Georg Toepfer: Unity or Diversity? Christian Origins of and Resistance to Valuing Diversity
Lecture in context of the Oxford-led project New Horizons for Science and Religion in Central and Eastern Europe at Bard College Berlin, 4 May 2022
The current discourse on diversity and its evaluation has not one root, but many. It ties together developments in the fields of biology and bioethics, aesthetics and economy, law and global justice. Somehow the concept ‘diversity’ has managed, in particular in the arena of politics, to bring the heterogenous problems associated with these diverse fields under one heading. An important background for this success story is the rich cultural history of ‘diversity’. It comprises ancient narratives about divine creation, paradise and Noah’s ark as well as political ideas of cultural pluralism, egalitarianism and non-hierarchical representation of individuals. In his talk, Toepfer will focus on the Christian elements in this long history.
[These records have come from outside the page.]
#[cfg(test)]
mod tests {
    use super::*;
    use serde_json::json;

    use crate::cache::{InMemoryCache, InMemoryVersionCounters, VersionedCacheManager};
    use crate::dead_letter::InMemoryDeadLetters;
    use crate::publishing::{EventPublisher, InMemoryOutbox, OutboxStore};
    use crate::search::{InMemorySearchIndex, SearchIndexSynchronizer};
    use crate::store::InMemoryCatalogStore;
    use marketplace_events::InMemoryEventBus;

    struct Fixture {
        store: Arc<InMemoryCatalogStore>,
        index: Arc<InMemorySearchIndex>,
        bus: Arc<InMemoryEventBus>,
        outbox: Arc<InMemoryOutbox>,
        dead_letters: Arc<InMemoryDeadLetters>,
        coordinator: WriteCoordinator,
    }

    fn fixture(config: SyncConfig) -> Fixture {
        let metrics = Arc::new(SyncMetrics::new());
        let store = Arc::new(InMemoryCatalogStore::new());
        let index = Arc::new(InMemorySearchIndex::new());
        let bus = Arc::new(InMemoryEventBus::new());
        let outbox = Arc::new(InMemoryOutbox::new());
        let dead_letters = Arc::new(InMemoryDeadLetters::new());
        let cache = Arc::new(VersionedCacheManager::new(
            Arc::new(InMemoryCache::new()),
            Arc::new(InMemoryVersionCounters::new()),
            config.cache_timeout(),
            metrics.clone(),
        ));
        let search = Arc::new(SearchIndexSynchronizer::new(index.clone(), store.clone()));
        let publisher = Arc::new(EventPublisher::new(
            bus.clone(),
            outbox.clone(),
            config.side_effect_timeout(),
            metrics.clone(),
        ));
        let coordinator = WriteCoordinator::new(
            store.clone(),
            cache,
            search,
            publisher,
            dead_letters.clone(),
            &config,
            metrics,
        );
        Fixture {
            store,
            index,
            bus,
            outbox,
            dead_letters,
            coordinator,
        }
    }

    fn fast_config() -> SyncConfig {
        SyncConfig {
            retry: RetryPolicy::fixed(2, Duration::from_millis(1)),
            side_effect_timeout_ms: 500,
            ..SyncConfig::default()
        }
    }

    fn widget() -> JsonValue {
        json!({"name": "Widget", "sku": "W-1", "price": 10})
    }

    #[tokio::test]
    async fn create_commits_version_one_and_fans_out() {
        let f = fixture(fast_config());
        let tenant = TenantId::new();
        let created = f
            .coordinator
            .create(WriteContext::new(tenant), EntityType::Product, widget())
            .await
            .unwrap();
        assert_eq!(created.version, 1);

        f.coordinator.drain().await;
        assert_eq!(f.index.document(tenant, created.id).unwrap().version, 1);
        let events = f.bus.partition(&tenant.to_string());
        assert_eq!(events.len(), 1);
        assert_eq!(events[0].event_type(), "catalog.product.created");
    }

    #[tokio::test]
    async fn invalid_payload_writes_nothing() {
        let f = fixture(fast_config());
        let tenant = TenantId::new();
        let err = f
            .coordinator
            .create(WriteContext::new(tenant), EntityType::Product, json!({"name": "No sku"}))
            .await
            .unwrap_err();
        assert!(matches!(err, CatalogError::Validation(_)));
        assert!(f.store.list_tenants().await.unwrap().is_empty());
    }

    #[tokio::test]
    async fn storage_failure_surfaces_and_commits_nothing() {
        let f = fixture(fast_config());
        f.store.set_unavailable(true);
        let err = f
            .coordinator
            .create(WriteContext::new(TenantId::new()), EntityType::Product, widget())
            .await
            .unwrap_err();
        assert!(matches!(err, CatalogError::Storage(_)));
        f.coordinator.drain().await;
        assert_eq!(f.bus.total_sent(), 0);
    }

    #[tokio::test]
    async fn search_outage_is_dead_lettered_and_write_still_succeeds() {
        let f = fixture(fast_config());
        f.index.set_unavailable(true);
        let tenant = TenantId::new();

        let created = f
            .coordinator
            .create(WriteContext::new(tenant), EntityType::Product, widget())
            .await
            .unwrap();
        f.coordinator.drain().await;

        let letters = f.dead_letters.list(10).await.unwrap();
        assert_eq!(letters.len(), 1);
        assert_eq!(letters[0].side_effect, SideEffect::SearchSync);
        assert_eq!(letters[0].attempts, 3);
        assert_eq!(letters[0].change.entity.id, created.id);

        f.index.set_unavailable(false);
        let report = f.coordinator.replay_dead_letters(10).await.unwrap();
        assert_eq!(report, ReplayReport { replayed: 1, failed: 0 });
        assert!(f.index.document(tenant, created.id).is_some());
        assert_eq!(f.dead_letters.count().await.unwrap(), 0);
    }

    #[tokio::test]
    async fn event_is_staged_before_the_write_returns() {
        let f = fixture(fast_config());
        f.bus.set_available(false);
        let tenant = TenantId::new();

        let created = f
            .coordinator
            .create(WriteContext::new(tenant), EntityType::Product, widget())
            .await
            .unwrap();
        let staged = f.outbox.peek(tenant, 10).await.unwrap();
        assert_eq!(staged.len(), 1);
        assert_eq!(staged[0].event.entity_id, created.id);

        f.coordinator.drain().await;
        assert_eq!(f.outbox.pending_count().await.unwrap(), 1);
        assert!(f.dead_letters.list(10).await.unwrap().is_empty());
    }

    #[tokio::test]
    async fn outbox_outage_falls_back_to_retried_publish() {
        let f = fixture(fast_config());
        f.outbox.set_unavailable(true);
        let tenant = TenantId::new();

        f.coordinator
            .create(WriteContext::new(tenant), EntityType::Product, widget())
            .await
            .unwrap();
        f.coordinator.drain().await;

        let letters = f.dead_letters.list(10).await.unwrap();
        assert_eq!(letters.len(), 1);
        assert_eq!(letters[0].side_effect, SideEffect::Publish);
        assert!(f.bus.partition(&tenant.to_string()).is_empty());

        f.outbox.set_unavailable(false);
        let report = f.coordinator.replay_dead_letters(10).await.unwrap();
        assert_eq!(report, ReplayReport { replayed: 1, failed: 0 });
        assert_eq!(f.bus.partition(&tenant.to_string()).len(), 1);
    }

    #[tokio::test]
    async fn inline_dispatch_returns_after_side_effects() {
        let f = fixture(SyncConfig {
            dispatch: DispatchMode::Inline,
            ..fast_config()
        });
        let tenant = TenantId::new();
        let created = f
            .coordinator
            .create(WriteContext::new(tenant), EntityType::Category, json!({"name": "Tools"}))
            .await
            .unwrap();

        assert!(f.index.document(tenant, created.id).is_some());
        assert_eq!(f.bus.partition(&tenant.to_string()).len(), 1);
    }

    #[tokio::test]
    async fn actor_is_recorded() {
        let f = fixture(fast_config());
        let actor = UserId::new();
        let created = f
            .coordinator
            .create(
                WriteContext::new(TenantId::new()).with_actor(actor),
                EntityType::Product,
                widget(),
            )
            .await
            .unwrap();
        assert_eq!(created.created_by, Some(actor));
    }
}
They refer, among other things, to a more respectful attitude toward animals than the Romans had in ancient times, to debates about the emergence of a “diversity” of ecclesiastical orders, each with different rules (diversitas statutorum), in Medieval times, and the “diversity images” in the physico-theological context of Early Modern times that put the logic of diversity into the visual sphere by showing an egalitarian, non-hierarchical representation of diverse living things.
Georg Toepfer is Philosopher, head of the program area Knowledge of Life and of the project Diversity: Concepts, Paradigms, and History.